I suspect that the bill is really just a governance piece rather than looking a lot at the operational models. The issues: the public should not see any real change other than a name change, but hopefully there will be better systems and processes and much better outcomes. It will not really satisfy concerns that the call centre performance and response times will not be fixed. Hopefully that is what will happen, but it will not unless they really review and revise the processes.
The funding – there are issues of how much they will get and where it will come from. Will there be a new funding model to ensure adequate investment aligned to the shifting demands? I am not quite sure about that. And the legislation will not resolve resourcing deficiencies which have been expressed within ESTA and with emergency services officers alike. The root of the problem, as we have said, was at operational level with a lack of investment in systems and staff. If you do not have the right systems – the right processes and procedures in operations – and staff, you are not going to have a strong model. The improved governance may provide greater oversight, but it will not correct the problems without commitments to greater levels of investment.

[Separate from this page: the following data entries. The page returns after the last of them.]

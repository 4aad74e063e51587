use serde::{Deserialize, Serialize};
use thiserror::Error;

/// A single positional edit. Positions and lengths are byte offsets into the
/// tab content.
#[derive(Debug, Clone, PartialEq, Eq, Serialize, Deserialize)]
#[serde(tag = "type", rename_all = "lowercase")]
pub enum Operation {
    Insert { position: usize, text: String },
    Delete { position: usize, length: usize },
}

impl Operation {
    pub fn insert(position: usize, text: impl Into<String>) -> Self {
        Operation::Insert { position, text: text.into() }
    }

    pub fn delete(position: usize, length: usize) -> Self {
        Operation::Delete { position, length }
    }

    pub fn position(&self) -> usize {
        match self {
            Operation::Insert { position, .. } | Operation::Delete { position, .. } => *position,
        }
    }

    fn with_position(self, position: usize) -> Self {
        match self {
            Operation::Insert { text, .. } => Operation::Insert { position, text },
            Operation::Delete { length, .. } => Operation::Delete { position, length },
        }
    }
}

#[derive(Debug, Clone, PartialEq, Eq, Error)]
pub enum OpError {
    #[error("invalid position {position} for insert into content of length {len}")]
    InsertOutOfRange { position: usize, len: usize },
    #[error("invalid range {position}+{length} for delete from content of length {len}")]
    DeleteOutOfRange { position: usize, length: usize, len: usize },
    #[error("offset {0} does not fall on a character boundary")]
    NotCharBoundary(usize),
}

/// Apply `op` to `content` and return the edited text.
pub fn apply(content: &str, op: &Operation) -> Result<String, OpError> {
    match op {
        Operation::Insert { position, text } => {
            let position = *position;
            if position > content.len() {
                return Err(OpError::InsertOutOfRange { position, len: content.len() });
            }
            if !content.is_char_boundary(position) {
                return Err(OpError::NotCharBoundary(position));
            }
            let mut out = String::with_capacity(content.len() + text.len());
            out.push_str(&content[..position]);
            out.push_str(text);
            out.push_str(&content[position..]);
            Ok(out)
        }
        Operation::Delete { position, length } => {
            let (position, length) = (*position, *length);
            let end = match position.checked_add(length) {
                Some(end) if end <= content.len() => end,
                _ => {
                    return Err(OpError::DeleteOutOfRange { position, length, len: content.len() });
                }
            };
            for offset in [position, end] {
                if !content.is_char_boundary(offset) {
                    return Err(OpError::NotCharBoundary(offset));
                }
            }
            let mut out = String::with_capacity(content.len() - length);
            out.push_str(&content[..position]);
            out.push_str(&content[end..]);
            Ok(out)
        }
    }
}

/// Transform two concurrently issued operations against each other.
///
/// Returns `(a', b')` such that applying `a` then `b'` yields the same text as
/// applying `b` then `a'`, for the pairwise cases this supports. The pair is
/// ordered by position; at equal positions an insert goes before a delete and
/// otherwise `a` keeps precedence. Only two operations are handled, there is
/// no composition over a longer history.
pub fn transform(a: &Operation, b: &Operation) -> (Operation, Operation) {
    if goes_first(a, b) {
        transform_ordered(a, b)
    } else {
        let (b_prime, a_prime) = transform_ordered(b, a);
        (a_prime, b_prime)
    }
}

fn goes_first(a: &Operation, b: &Operation) -> bool {
    match a.position().cmp(&b.position()) {
        std::cmp::Ordering::Less => true,
        std::cmp::Ordering::Greater => false,
        std::cmp::Ordering::Equal => {
            !matches!((a, b), (Operation::Delete { .. }, Operation::Insert { .. }))
        }
    }
}

// `first` sits at or before `second`.
fn transform_ordered(first: &Operation, second: &Operation) -> (Operation, Operation) {
    match (first, second) {
        (Operation::Insert { text, .. }, _) => {
            let shifted = second.position() + text.len();
            (first.clone(), second.clone().with_position(shifted))
        }
        (Operation::Delete { position: del_pos, length: del_len }, Operation::Insert { position: ins_pos, .. }) => {
            let del_end = del_pos + del_len;
            let moved = if *ins_pos >= del_end {
                ins_pos - del_len
            } else {
                // insert fell inside the deleted range
                *del_pos
            };
            (first.clone(), second.clone().with_position(moved))
        }
        (
            Operation::Delete { position: p1, length: l1 },
            Operation::Delete { position: p2, length: l2 },
        ) => {
            let end1 = p1 + l1;
            let overlap = end1.saturating_sub(*p2).min(*l2);
            let second_pos = if *p2 >= end1 { p2 - l1 } else { *p1 };
            (
                Operation::delete(*p1, l1 - overlap),
                Operation::delete(second_pos, l2 - overlap),
            )
        }
    }
}

#[cfg(test)]
mod tests {
    use super::*;

    fn converge(content: &str, a: &Operation, b: &Operation) -> (String, String) {
        let (a_prime, b_prime) = transform(a, b);
        let left = apply(&apply(content, a).unwrap(), &b_prime).unwrap();
        let right = apply(&apply(content, b).unwrap(), &a_prime).unwrap();
        (left, right)
    }

    #[test]
    fn apply_insert_and_delete() {
        assert_eq!(apply("abcdef", &Operation::insert(2, "XY")).unwrap(), "abXYcdef");
        assert_eq!(apply("abcdef", &Operation::insert(6, "!")).unwrap(), "abcdef!");
        assert_eq!(apply("abcdef", &Operation::delete(4, 2)).unwrap(), "abcd");
        assert_eq!(apply("", &Operation::insert(0, "hi")).unwrap(), "hi");
    }

    #[test]
    fn apply_rejects_out_of_range() {
        assert_eq!(
            apply("abc", &Operation::insert(4, "x")),
            Err(OpError::InsertOutOfRange { position: 4, len: 3 })
        );
        assert_eq!(
            apply("abc", &Operation::delete(2, 2)),
            Err(OpError::DeleteOutOfRange { position: 2, length: 2, len: 3 })
        );
        assert!(apply("abc", &Operation::delete(usize::MAX, 2)).is_err());
    }

    #[test]
    fn apply_rejects_split_characters() {
        // "é" is two bytes
        assert_eq!(apply("é", &Operation::insert(1, "x")), Err(OpError::NotCharBoundary(1)));
        assert_eq!(apply("éa", &Operation::delete(0, 1)), Err(OpError::NotCharBoundary(1)));
    }

    #[test]
    fn insert_then_later_delete_converges() {
        let a = Operation::insert(2, "XY");
        let b = Operation::delete(4, 2);
        let (a_prime, b_prime) = transform(&a, &b);
        assert_eq!(a_prime, a);
        assert_eq!(b_prime, Operation::delete(6, 2));

        let (left, right) = converge("abcdef", &a, &b);
        assert_eq!(left, "abXYcd");
        assert_eq!(left, right);
    }

    #[test]
    fn argument_order_is_preserved() {
        let a = Operation::delete(4, 2);
        let b = Operation::insert(2, "XY");
        let (a_prime, b_prime) = transform(&a, &b);
        assert_eq!(a_prime, Operation::delete(6, 2));
        assert_eq!(b_prime, b);
    }

    #[test]
    fn inserts_at_same_position_keep_first_argument_first() {
        let a = Operation::insert(1, "A");
        let b = Operation::insert(1, "B");
        let (left, right) = converge("xy", &a, &b);
        assert_eq!(left, "xABy");
        assert_eq!(left, right);
    }

    #[test]
    fn insert_beats_delete_at_same_position() {
        let a = Operation::delete(1, 2);
        let b = Operation::insert(1, "Z");
        let (left, right) = converge("abcd", &a, &b);
        assert_eq!(left, "aZd");
        assert_eq!(left, right);
    }

    #[test]
    fn delete_before_insert_shifts_or_clamps() {
        let del = Operation::delete(0, 2);
        let (_, after) = transform(&del, &Operation::insert(4, "X"));
        assert_eq!(after, Operation::insert(2, "X"));

        let (_, inside) = transform(&Operation::delete(1, 3), &Operation::insert(2, "X"));
        assert_eq!(inside, Operation::insert(1, "X"));

        let (left, right) = converge("abcdef", &del, &Operation::insert(4, "X"));
        assert_eq!(left, "cdXef");
        assert_eq!(left, right);
    }

    #[test]
    fn overlapping_deletes_shrink() {
        let a = Operation::delete(1, 3);
        let b = Operation::delete(2, 3);
        let (a_prime, b_prime) = transform(&a, &b);
        assert_eq!(a_prime, Operation::delete(1, 1));
        assert_eq!(b_prime, Operation::delete(1, 1));

        let (left, right) = converge("abcdef", &a, &b);
        assert_eq!(left, "af");
        assert_eq!(left, right);
    }

    #[test]
    fn contained_delete_floors_at_zero() {
        let outer = Operation::delete(1, 4);
        let inner = Operation::delete(2, 1);
        let (_, inner_prime) = transform(&outer, &inner);
        assert_eq!(inner_prime, Operation::delete(1, 0));

        let (left, right) = converge("abcdef", &outer, &inner);
        assert_eq!(left, "af");
        assert_eq!(left, right);
    }

    #[test]
    fn operation_wire_format() {
        let op: Operation = serde_json::from_str(r#"{"type":"insert","position":3,"text":"hi"}"#).unwrap();
        assert_eq!(op, Operation::insert(3, "hi"));
        let json = serde_json::to_value(Operation::delete(1, 2)).unwrap();
        assert_eq!(json, serde_json::json!({"type": "delete", "position": 1, "length": 2}));
    }
}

Clause 81 actually allows the minister to:
… set … agreed performance standards … including in relation to its governance, or administration or financial matters.
The minister must also review and endorse all other performance standards before they are set. So the minister’s hands will be all over this, unlike with a statutory authority, where it is kept quite separate. Does this mean that the minister is going to exert too much influence coming up with their own performance standards or not? We know certainly that the system is broken. The system does need to be changed. The government has acted on the reports that have been done, and for all Victorians let us hope these changes do improve matters.
The SPEAKER: Order! The time set down for consideration of items on the government business program has arrived, and I am required to interrupt business.
Motion agreed to.
Read second time.
Third reading
Motion agreed to.
Read third time.
The SPEAKER: The bill will now be sent to the Legislative Council and their agreement requested.